- What the task requires: Write out all of the entries below word for word.

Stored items

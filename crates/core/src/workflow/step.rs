// SPDX-License-Identifier: BUSL-1.1
// Copyright (c) 2026 Alfred Jean LLC

use crate::id::{RecipientId, StepId};
use chrono::{DateTime, Utc};
use serde::{Deserialize, Serialize};

/// An occurrence a step can wait for
#[derive(Debug, Clone, PartialEq, Eq, Hash, Serialize, Deserialize)]
#[serde(tag = "on", content = "item", rename_all = "snake_case")]
pub enum Trigger {
    EnvelopeSent,
    RecipientCompleted(RecipientId),
    RoutingOrderCompleted(u32),
    StepCompleted(StepId),
}

impl std::fmt::Display for Trigger {
    fn fmt(&self, f: &mut std::fmt::Formatter<'_>) -> std::fmt::Result {
        match self {
            Trigger::EnvelopeSent => write!(f, "envelope sent"),
            Trigger::RecipientCompleted(id) => write!(f, "recipient {} completed", id),
            Trigger::RoutingOrderCompleted(order) => {
                write!(f, "routing order {} completed", order)
            }
            Trigger::StepCompleted(id) => write!(f, "step {} completed", id),
        }
    }
}

/// What completes an active step
#[derive(Debug, Clone, PartialEq, Eq, Serialize, Deserialize)]
#[serde(tag = "when", content = "item", rename_all = "snake_case")]
pub enum StepCompletion {
    /// Done as soon as it activates (a pure delay or release step)
    OnActivation,
    RecipientCompleted(RecipientId),
    /// Done only through an explicit approval
    Approval,
}

#[derive(Debug, Clone, Copy, PartialEq, Eq, Serialize, Deserialize)]
#[serde(rename_all = "snake_case")]
pub enum StepStatus {
    Inactive,
    Active,
    Completed,
}

impl StepStatus {
    pub fn as_str(&self) -> &'static str {
        match self {
            StepStatus::Inactive => "inactive",
            StepStatus::Active => "active",
            StepStatus::Completed => "completed",
        }
    }
}

#[derive(Debug, Clone, PartialEq, Eq, Serialize, Deserialize)]
pub struct WorkflowStep {
    pub id: StepId,
    pub action: String,
    pub trigger: Trigger,
    /// Hours to wait after the trigger fires
    #[serde(default)]
    pub delay_hours: u32,
    /// Routing order that stays blocked until this step activates
    pub holds_routing_order: Option<u32>,
    pub completion: StepCompletion,
    pub status: StepStatus,
    /// Order in which this step's trigger fired within its workflow
    pub trigger_seq: Option<u64>,
    pub triggered_at: Option<DateTime<Utc>>,
    pub activate_at: Option<DateTime<Utc>>,
    pub activated_at: Option<DateTime<Utc>>,
    pub completed_at: Option<DateTime<Utc>>,
}

impl WorkflowStep {
    pub fn new(id: StepId, action: impl Into<String>, trigger: Trigger) -> Self {
        Self {
            id,
            action: action.into(),
            trigger,
            delay_hours: 0,
            holds_routing_order: None,
            completion: StepCompletion::OnActivation,
            status: StepStatus::Inactive,
            trigger_seq: None,
            triggered_at: None,
            activate_at: None,
            activated_at: None,
            completed_at: None,
        }
    }

    pub fn with_delay_hours(mut self, hours: u32) -> Self {
        self.delay_hours = hours;
        self
    }

    pub fn holding_routing_order(mut self, order: u32) -> Self {
        self.holds_routing_order = Some(order);
        self
    }

    pub fn completed_by(mut self, completion: StepCompletion) -> Self {
        self.completion = completion;
        self
    }

    /// Triggered but still waiting out its delay
    pub fn is_waiting(&self) -> bool {
        self.status == StepStatus::Inactive && self.triggered_at.is_some()
    }
}
// SPDX-License-Identifier: BUSL-1.1
// Copyright (c) 2026 Alfred Jean LLC

//! Outbound event delivery: endpoint configuration, payloads and the retry ledger

mod config;
mod ledger;
mod payload;

pub use config::{ConnectConfig, EventPattern};
pub use ledger::{
    ConnectFailure, ConnectLog, FailureKey, FailureOutcome, RetryPolicy, MAX_RETRY_ATTEMPTS,
};
pub use payload::{sign_body, DeliveryPayload, SIGNATURE_PREFIX};
// SPDX-License-Identifier: BUSL-1.1
// Copyright (c) 2026 Alfred Jean LLC

//! Traced adapter wrappers for consistent observability

use crate::webhook::{WebhookAdapter, WebhookError, WebhookRequest, WebhookResponse};
use async_trait::async_trait;

/// Wrapper that adds tracing to any WebhookAdapter
#[derive(Clone)]
pub struct TracedWebhookAdapter<W> {
    inner: W,
}

impl<W> TracedWebhookAdapter<W> {
    pub fn new(inner: W) -> Self {
        Self { inner }
    }

    pub fn inner(&self) -> &W {
        &self.inner
    }
}

#[async_trait]
impl<W: WebhookAdapter> WebhookAdapter for TracedWebhookAdapter<W> {
    async fn post(&self, request: &WebhookRequest) -> Result<WebhookResponse, WebhookError> {
        let span = tracing::info_span!("webhook.deliver", url = %request.url);
        let _guard = span.enter();

        tracing::debug!(body_len = request.body.len(), "posting");

        // Precondition: only http(s) endpoints
        if !(request.url.starts_with("https://") || request.url.starts_with("http://")) {
            tracing::error!("refusing non-http endpoint");
            return Err(WebhookError::Transport(format!(
                "unsupported endpoint scheme: {}",
                request.url
            )));
        }

        let start = std::time::Instant::now();
        let result = self.inner.post(request).await;
        let elapsed = start.elapsed();

        match &result {
            Ok(response) => tracing::info!(
                status = response.status,
                elapsed_ms = elapsed.as_millis() as u64,
                "delivered"
            ),
            Err(e) => tracing::warn!(
                status = ?e.status(),
                elapsed_ms = elapsed.as_millis() as u64,
                error = %e,
                "delivery failed"
            ),
        }

        result
    }
}

#[cfg(test)]
#[path = "traced_tests.rs"]
mod tests;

- The answer:
filename crates/core/src/workflow/step.rs
// SPDX-License-Identifier: BUSL-1.1
// Copyright (c) 2026 Alfred Jean LLC

use crate::id::{RecipientId, StepId};
use chrono::{DateTime, Utc};
use serde::{Deserialize, Serialize};

/// An occurrence a step can wait for
#[derive(Debug, Clone, PartialEq, Eq, Hash, Serialize, Deserialize)]
#[serde(tag = "on", content = "item", rename_all = "snake_case")]
pub enum Trigger {
    EnvelopeSent,
    RecipientCompleted(RecipientId),
    RoutingOrderCompleted(u32),
    StepCompleted(StepId),
}

impl std::fmt::Display for Trigger {
    fn fmt(&self, f: &mut std::fmt::Formatter<'_>) -> std::fmt::Result {
        match self {
            Trigger::EnvelopeSent => write!(f, "envelope sent"),
            Trigger::RecipientCompleted(id) => write!(f, "recipient {} completed", id),
            Trigger::RoutingOrderCompleted(order) => {
                write!(f, "routing order {} completed", order)
            }
            Trigger::StepCompleted(id) => write!(f, "step {} completed", id),
        }
    }
}

/// What completes an active step
#[derive(Debug, Clone, PartialEq, Eq, Serialize, Deserialize)]
#[serde(tag = "when", content = "item", rename_all = "snake_case")]
pub enum StepCompletion {
    /// Done as soon as it activates (a pure delay or release step)
    OnActivation,
    RecipientCompleted(RecipientId),
    /// Done only through an explicit approval
    Approval,
}

#[derive(Debug, Clone, Copy, PartialEq, Eq, Serialize, Deserialize)]
#[serde(rename_all = "snake_case")]
pub enum StepStatus {
    Inactive,
    Active,
    Completed,
}

impl StepStatus {
    pub fn as_str(&self) -> &'static str {
        match self {
            StepStatus::Inactive => "inactive",
            StepStatus::Active => "active",
            StepStatus::Completed => "completed",
        }
    }
}

#[derive(Debug, Clone, PartialEq, Eq, Serialize, Deserialize)]
pub struct WorkflowStep {
    pub id: StepId,
    pub action: String,
    pub trigger: Trigger,
    /// Hours to wait after the trigger fires
    #[serde(default)]
    pub delay_hours: u32,
    /// Routing order that stays blocked until this step activates
    pub holds_routing_order: Option<u32>,
    pub completion: StepCompletion,
    pub status: StepStatus,
    /// Order in which this step's trigger fired within its workflow
    pub trigger_seq: Option<u64>,
    pub triggered_at: Option<DateTime<Utc>>,
    pub activate_at: Option<DateTime<Utc>>,
    pub activated_at: Option<DateTime<Utc>>,
    pub completed_at: Option<DateTime<Utc>>,
}

impl WorkflowStep {
    pub fn new(id: StepId, action: impl Into<String>, trigger: Trigger) -> Self {
        Self {
            id,
            action: action.into(),
            trigger,
            delay_hours: 0,
            holds_routing_order: None,
            completion: StepCompletion::OnActivation,
            status: StepStatus::Inactive,
            trigger_seq: None,
            triggered_at: None,
            activate_at: None,
            activated_at: None,
            completed_at: None,
        }
    }

    pub fn with_delay_hours(mut self, hours: u32) -> Self {
        self.delay_hours = hours;
        self
    }

    pub fn holding_routing_order(mut self, order: u32) -> Self {
        self.holds_routing_order = Some(order);
        self
    }

    pub fn completed_by(mut self, completion: StepCompletion) -> Self {
        self.completion = completion;
        self
    }

    /// Triggered but still waiting out its delay
    pub fn is_waiting(&self) -> bool {
        self.status == StepStatus::Inactive && self.triggered_at.is_some()
    }
}
// SPDX-License-Identifier: BUSL-1.1
// Copyright (c) 2026 Alfred Jean LLC

//! Outbound event delivery: endpoint configuration, payloads and the retry ledger

mod config;
mod ledger;
mod payload;

pub use config::{ConnectConfig, EventPattern};
pub use ledger::{
    ConnectFailure, ConnectLog, FailureKey, FailureOutcome, RetryPolicy, MAX_RETRY_ATTEMPTS,
};
pub use payload::{sign_body, DeliveryPayload, SIGNATURE_PREFIX};
// SPDX-License-Identifier: BUSL-1.1
// Copyright (c) 2026 Alfred Jean LLC

//! Traced adapter wrappers for consistent observability

use crate::webhook::{WebhookAdapter, WebhookError, WebhookRequest, WebhookResponse};
use async_trait::async_trait;

/// Wrapper that adds tracing to any WebhookAdapter
#[derive(Clone)]
pub struct TracedWebhookAdapter<W> {
    inner: W,
}

impl<W> TracedWebhookAdapter<W> {
    pub fn new(inner: W) -> Self {
        Self { inner }
    }

    pub fn inner(&self) -> &W {
        &self.inner
    }
}

#[async_trait]
impl<W: WebhookAdapter> WebhookAdapter for TracedWebhookAdapter<W> {
    async fn post(&self, request: &WebhookRequest) -> Result<WebhookResponse, WebhookError> {
        let span = tracing::info_span!("webhook.deliver", url = %request.url);
        let _guard = span.enter();

        tracing::debug!(body_len = request.body.len(), "posting");

        // Precondition: only http(s) endpoints
        if !(request.url.starts_with("https://") || request.url.starts_with("http://")) {
            tracing::error!("refusing non-http endpoint");
            return Err(WebhookError::Transport(format!(
                "unsupported endpoint scheme: {}",
                request.url
            )));
        }

        let start = std::time::Instant::now();
        let result = self.inner.post(request).await;
        let elapsed = start.elapsed();

        match &result {
            Ok(response) => tracing::info!(
                status = response.status,
                elapsed_ms = elapsed.as_millis() as u64,
                "delivered"
            ),
            Err(e) => tracing::warn!(
                status = ?e.status(),
                elapsed_ms = elapsed.as_millis() as u64,
                error = %e,
                "delivery failed"
            ),
        }

        result
    }
}

#[cfg(test)]
#[path = "traced_tests.rs"]
mod tests;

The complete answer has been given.